• _Problem description_
Each entry must appear in the answer exactly as written.

Data entries
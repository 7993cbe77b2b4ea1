//! Error types for catalog decoding, synchronization, and persistence.

use std::path::PathBuf;
use thiserror::Error;

/// Errors raised while decoding the binary shortcuts container.
///
/// Decode errors are fatal for the whole parse: the format has no recovery
/// point, so partial results are always discarded.
#[derive(Debug, Error)]
pub enum DecodeError {
    /// The stream contained a type tag outside the known record set.
    #[error("unknown record type tag 0x{0:02x}")]
    UnknownRecordType(u8),

    /// The stream ended before an expected field or end marker.
    #[error("truncated stream: unexpected end of input")]
    Truncated,

    #[error("read error: {0}")]
    Io(#[from] std::io::Error),
}

/// Errors raised by the catalog document store.
#[derive(Debug, Error)]
pub enum CatalogError {
    /// The document exists but could not be parsed back into a catalog.
    #[error("corrupt catalog document {path}: {source}")]
    Corrupt {
        path: PathBuf,
        #[source]
        source: serde_json::Error,
    },

    #[error("catalog I/O error on {path}: {source}")]
    Io {
        path: PathBuf,
        #[source]
        source: std::io::Error,
    },
}

/// Errors raised while reading an NFO metadata side-file.
///
/// Metadata errors never abort a sync; the affected entry proceeds without
/// the overlay.
#[derive(Debug, Error)]
pub enum MetadataError {
    #[error("malformed NFO {path}: {message}")]
    Malformed { path: PathBuf, message: String },

    #[error("failed to read NFO {path}: {source}")]
    Io {
        path: PathBuf,
        #[source]
        source: std::io::Error,
    },
}

/// Errors raised by a catalog synchronization run.
///
/// A fatal sync error leaves the previously persisted catalog untouched.
#[derive(Debug, Error)]
pub enum SyncError {
    #[error(transparent)]
    Decode(#[from] DecodeError),

    #[error(transparent)]
    Catalog(#[from] CatalogError),

    /// The remote ownership API response violated its contract.
    #[error("invalid upstream response: {0}")]
    InvalidUpstreamResponse(String),

    /// A configured file does not exist.
    #[error("file not found: {0}")]
    MissingFile(PathBuf),

    /// A configured directory does not exist.
    #[error("directory not found: {0}")]
    MissingDirectory(PathBuf),

    /// A setting required by this sync is absent or empty.
    #[error("configuration error: {0}")]
    Config(String),

    /// The caller cancelled the sync before it completed.
    #[error("sync cancelled")]
    Cancelled,

    /// Another sync of the same catalog kind is already in flight.
    #[error("a sync for the {0} catalog is already running")]
    AlreadyRunning(&'static str),

    #[error("request to ownership API failed: {0}")]
    Http(#[from] reqwest::Error),

    #[error("I/O error: {0}")]
    Io(#[from] std::io::Error),
}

• _Solution below_
repository 7993cbe77b2b4ea1
//! Error types for catalog decoding, synchronization, and persistence.

use std::path::PathBuf;
use thiserror::Error;

/// Errors raised while decoding the binary shortcuts container.
///
/// Decode errors are fatal for the whole parse: the format has no recovery
/// point, so partial results are always discarded.
#[derive(Debug, Error)]
pub enum DecodeError {
    /// The stream contained a type tag outside the known record set.
    #[error("unknown record type tag 0x{0:02x}")]
    UnknownRecordType(u8),

    /// The stream ended before an expected field or end marker.
    #[error("truncated stream: unexpected end of input")]
    Truncated,

    #[error("read error: {0}")]
    Io(#[from] std::io::Error),
}

/// Errors raised by the catalog document store.
#[derive(Debug, Error)]
pub enum CatalogError {
    /// The document exists but could not be parsed back into a catalog.
    #[error("corrupt catalog document {path}: {source}")]
    Corrupt {
        path: PathBuf,
        #[source]
        source: serde_json::Error,
    },

    #[error("catalog I/O error on {path}: {source}")]
    Io {
        path: PathBuf,
        #[source]
        source: std::io::Error,
    },
}

/// Errors raised while reading an NFO metadata side-file.
///
/// Metadata errors never abort a sync; the affected entry proceeds without
/// the overlay.
#[derive(Debug, Error)]
pub enum MetadataError {
    #[error("malformed NFO {path}: {message}")]
    Malformed { path: PathBuf, message: String },

    #[error("failed to read NFO {path}: {source}")]
    Io {
        path: PathBuf,
        #[source]
        source: std::io::Error,
    },
}

/// Errors raised by a catalog synchronization run.
///
/// A fatal sync error leaves the previously persisted catalog untouched.
#[derive(Debug, Error)]
pub enum SyncError {
    #[error(transparent)]
    Decode(#[from] DecodeError),

    #[error(transparent)]
    Catalog(#[from] CatalogError),

    /// The remote ownership API response violated its contract.
    #[error("invalid upstream response: {0}")]
    InvalidUpstreamResponse(String),

    /// A configured file does not exist.
    #[error("file not found: {0}")]
    MissingFile(PathBuf),

    /// A configured directory does not exist.
    #[error("directory not found: {0}")]
    MissingDirectory(PathBuf),

    /// A setting required by this sync is absent or empty.
    #[error("configuration error: {0}")]
    Config(String),

    /// The caller cancelled the sync before it completed.
    #[error("sync cancelled")]
    Cancelled,

    /// Another sync of the same catalog kind is already in flight.
    #[error("a sync for the {0} catalog is already running")]
    AlreadyRunning(&'static str),

    #[error("request to ownership API failed: {0}")]
    Http(#[from] reqwest::Error),

    #[error("I/O error: {0}")]
    Io(#[from] std::io::Error),
}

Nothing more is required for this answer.